そのスクーリングで、奈緒は図書室にいた一人の少女と出会う。車椅子の津久田静香。
彼女は成績優秀で、都立の上位校に進む力も十分にあったが、志望した学校は「バリアフリー設備はありません。作る気もありません」と、官僚的な言葉で突き放した。
静香はその壁を受け止め、通信制高校へ。
やがてMARCHの文学部に進学し、今は都内の公立図書館で司書をしている。

「最初はやっぱり賢治記念館だよね」――旅の計画を立てながら、静香が言った言葉を奈緒は思い出す。

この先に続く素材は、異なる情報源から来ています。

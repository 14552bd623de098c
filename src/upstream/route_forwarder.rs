use serde_json::Value;
use std::time::Instant;
use tracing::{debug, error, info};

use crate::config::RoutingConfig;
use crate::error::RelayError;
use crate::metrics::{Metrics, MetricsRecorder};
use crate::models::{Coordinate, Token};

/// Forwards a two-waypoint route request to the routing provider's `findRoute` endpoint.
pub struct RouteForwarder {
    config: RoutingConfig,
    url: String,
    client: reqwest::Client,
    metrics: Metrics,
}

impl RouteForwarder {
    pub fn new(config: &RoutingConfig, client: reqwest::Client, metrics: Metrics) -> Self {
        let url = config.find_route_url();
        info!("Creating RouteForwarder for '{}'", url);
        Self {
            config: config.clone(),
            url,
            client,
            metrics,
        }
    }

    /// Requests a route from `start` to `end` and returns the provider's JSON
    /// body unmodified.
    ///
    /// # Errors
    ///
    /// - [`RelayError::RouteProviderStatus`] when the provider answers 4xx/5xx.
    /// - [`RelayError::RouteRequestFailed`] for transport failures, timeouts and
    ///   bodies that are not JSON.
    pub async fn get_route(
        &self,
        start: &Coordinate,
        end: &Coordinate,
        token: &Token,
    ) -> Result<Value, RelayError> {
        let params = [
            ("wp_1", start.to_string()),
            ("wp_2", end.to_string()),
            ("format", self.config.format.clone()),
        ];
        debug!(
            url = self.url.as_str(),
            authorization = "Bearer <redacted>",
            "Forwarding route request with params {:?}",
            params
        );

        let started = Instant::now();
        let result = self.send(&params, token).await;
        let elapsed = started.elapsed().as_secs_f64();

        let (label, status) = match &result {
            Ok(_) => ("success", 200),
            Err(RelayError::RouteProviderStatus(code)) => ("provider_error", *code),
            Err(_) => ("request_failed", 500),
        };
        self.metrics.record_route_request(label, status);
        self.metrics.record_route_duration(elapsed, label);

        result
    }

    async fn send(&self, params: &[(&str, String)], token: &Token) -> Result<Value, RelayError> {
        let response = self
            .client
            .get(&self.url)
            .header(reqwest::header::AUTHORIZATION, token.bearer())
            .query(params)
            .timeout(self.config.timeout())
            .send()
            .await
            .map_err(|e| {
                error!("An error occurred: {}", e);
                RelayError::RouteRequestFailed(e.to_string())
            })?;

        let status = response.status();
        if status.is_client_error() || status.is_server_error() {
            error!("HTTP error occurred: {} for url {}", status, self.url);
            return Err(RelayError::RouteProviderStatus(status.as_u16()));
        }
        if !status.is_success() {
            error!("Unexpected status from routing provider: {}", status);
            return Err(RelayError::RouteRequestFailed(format!(
                "unexpected status {}",
                status
            )));
        }

        response.json::<Value>().await.map_err(|e| {
            error!("An error occurred while decoding the route response: {}", e);
            RelayError::RouteRequestFailed(e.to_string())
        })
    }
}

#[cfg(test)]
mod tests {
    use super::*;
    use chrono::Utc;
    use mockito::{Matcher, Server};
    use serde_json::json;
    use std::io::Write;
    use std::time::Duration;

    fn forwarder(base_url: String) -> RouteForwarder {
        forwarder_with_timeout(base_url, 2000)
    }

    fn forwarder_with_timeout(base_url: String, timeout_in_ms: u64) -> RouteForwarder {
        let config = RoutingConfig {
            base_url,
            timeout_in_ms,
            format: "json".to_string(),
        };
        RouteForwarder::new(
            &config,
            reqwest::Client::new(),
            Metrics::new().expect("metrics should register"),
        )
    }

    fn token() -> Token {
        Token::new("abc123", Utc::now())
    }

    #[tokio::test]
    async fn test_success_passes_body_through() {
        let body = json!({"result": {"trip": {"routes": [{"travelTimeMinutes": 42}]}}});
        let mut server = Server::new_async().await;
        let m = server
            .mock("GET", "/findRoute")
            .match_header("authorization", "Bearer abc123")
            .match_query(Matcher::AllOf(vec![
                Matcher::UrlEncoded("wp_1".into(), "37.7749,-122.4194".into()),
                Matcher::UrlEncoded("wp_2".into(), "37.3382,-121.8863".into()),
                Matcher::UrlEncoded("format".into(), "json".into()),
            ]))
            .with_status(200)
            .with_header("content-type", "application/json")
            .with_body(body.to_string())
            .create_async()
            .await;

        let result = forwarder(server.url())
            .get_route(
                &Coordinate::new(37.7749, -122.4194),
                &Coordinate::new(37.3382, -121.8863),
                &token(),
            )
            .await;

        m.assert_async().await;
        assert_eq!(result, Ok(body));
    }

    #[tokio::test]
    async fn test_provider_503_is_mirrored() {
        let mut server = Server::new_async().await;
        let _mock = server
            .mock("GET", "/findRoute")
            .match_query(Matcher::Any)
            .with_status(503)
            .with_body("unavailable")
            .create_async()
            .await;

        let result = forwarder(server.url())
            .get_route(
                &Coordinate::new(37.7749, -122.4194),
                &Coordinate::new(37.3382, -121.8863),
                &token(),
            )
            .await;

        assert_eq!(result, Err(RelayError::RouteProviderStatus(503)));
    }

    #[tokio::test]
    async fn test_non_json_success_is_request_failed() {
        let mut server = Server::new_async().await;
        let _mock = server
            .mock("GET", "/findRoute")
            .match_query(Matcher::Any)
            .with_status(200)
            .with_body("<html>oops</html>")
            .create_async()
            .await;

        let result = forwarder(server.url())
            .get_route(
                &Coordinate::new(1.0, 2.0),
                &Coordinate::new(3.0, 4.0),
                &token(),
            )
            .await;

        assert!(matches!(result, Err(RelayError::RouteRequestFailed(_))));
    }

    #[tokio::test]
    async fn test_unreachable_provider_is_request_failed() {
        let result = forwarder("http://127.0.0.1:9".to_string())
            .get_route(
                &Coordinate::new(1.0, 2.0),
                &Coordinate::new(3.0, 4.0),
                &token(),
            )
            .await;

        assert!(matches!(result, Err(RelayError::RouteRequestFailed(_))));
    }

    #[tokio::test]
    async fn test_slow_provider_times_out() {
        let mut server = Server::new_async().await;
        let _mock = server
            .mock("GET", "/findRoute")
            .match_query(Matcher::Any)
            .with_status(200)
            .with_chunked_body(|w| {
                std::thread::sleep(Duration::from_millis(500));
                w.write_all(br#"{"result": {}}"#)
            })
            .create_async()
            .await;

        let result = forwarder_with_timeout(server.url(), 50)
            .get_route(
                &Coordinate::new(1.0, 2.0),
                &Coordinate::new(3.0, 4.0),
                &token(),
            )
            .await;

        assert!(matches!(result, Err(RelayError::RouteRequestFailed(_))));
    }
}
use std::sync::Arc;

use routerelay::config::{load_config, print_schema};
use routerelay::startup::run;
use routerelay::utils::logger::init_logging;

#[tokio::main]
async fn main() {
    if std::env::args().any(|arg| arg == "--schema") {
        if let Err(e) = print_schema() {
            eprintln!("Error printing configuration schema: {}", e);
            std::process::exit(1);
        }
        return;
    }

    let config = match load_config() {
        Ok(config) => config,
        Err(e) => {
            eprintln!("Error loading configuration: {}", e);
            std::process::exit(1);
        }
    };

    if let Err(e) = init_logging(&config.logging) {
        eprintln!("{}", e);
        std::process::exit(1);
    }

    if let Err(e) = run(Arc::new(config)).await {
        tracing::error!("Server error: {}", e);
        std::process::exit(1);
    }
}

新花巻に到着すると、二人はレンタカーを借りた。運転は静香が引き受けてくれた。今では車椅子対応の福祉車両も揃っており、彼女にとって特別なことではない。

高台に建つ記念館に入ると、詩稿や手帳が静かに展示されていた。奈緒は「雨ニモマケズ」の手帳に目を凝らす。震えるような筆跡。
「……本当に、手で書いてあったんだね」
静香は眼鏡越しに読み、ノートにメモをとる癖が抜けない。
「“雨にも負けず 風にも負けず”って、あまりに有名だけど、原稿の小ささに驚くよね」
二人は展示室を歩きながら、学生時代のように自然に文学談義を始めていた。

次に向かったのは童話村。ファンタジックな建物が点在し、子どもたちの歓声が響いている。
「『注文の多い料理店』の世界だね」奈緒が笑う。
「でも、あの話って、結構怖いよね。人間が食べられちゃう寸前で」
「賢治って、童話でも残酷さを隠さないよね。だから今でも通じるんだと思う」
静香が車椅子を進めるたびに、童話のオブジェが現れる。二人の姿は、まるで物語の登場人物のようだった。

昼下がり、二人は胡四王山の丘に立った。市街地が一望でき、風が頬を撫でていく。
「ここでよく詩を書いてたんだよね」静香が空を見上げる。
奈緒は小さくつぶやいた。
「あめゆじゅ とてちて……けんじゃ」
「……何言ってるかわかんないよね」
「雨雪 取ってきて くれ… だっけ」
「確か。でも、短命の家系で、妹も早く亡くなったからこそ出てきた言葉だと思う。賢治自身も三十八歳で亡くなったし」
奈緒はしばらく黙ってから頷いた。文学少女同士の会話は、淡い風と共に流れていった。

北上川の河原に下りると、露出した岩肌が夕日に照らされていた。
「ここを“イギリス海岸”って名付けたんだよね。普通なら“河原”で終わるのに」
「言葉の力で風景を変えてしまう。それが詩人だね」
二人は岩場に腰を寄せ、川の流れを見つめる。
「銀河鉄道の夜のイメージって、きっとこの辺りの夜空から生まれたんだろうな」
静香の言葉に、奈緒は川面に映る空を見つめていた。

夕暮れ、二人は花巻駅近くの材木町公園にやってきた。保存車両が静かにたたずんでいる。
奈緒が目を輝かせて言った。
「私、『シグナルとシグナレス』が一番好きなんだよね」
「言ってたね」
「だって、電車の信号と信号が恋するなんて、普通思いつかないよね? すごい想像力」
「来れてよかったじゃん。賢治記念館もイギリス海岸も行かなくても、ここだけは絶対に行きたいって言ってたもんね」

静香がスマホを取り出し、笑って聞いた。
「写真撮る?」

奈緒は義手を外し始める。
「あ、義手外すんだ」
「静香ちゃんだって、お家では眼鏡で過ごしてても、外ではコンタクトでしょ?」
「あ、そういう感覚ね」

「行くよ――はい、チーズ」
保存車両と、文学少女の笑顔が、夕空の下に収められた。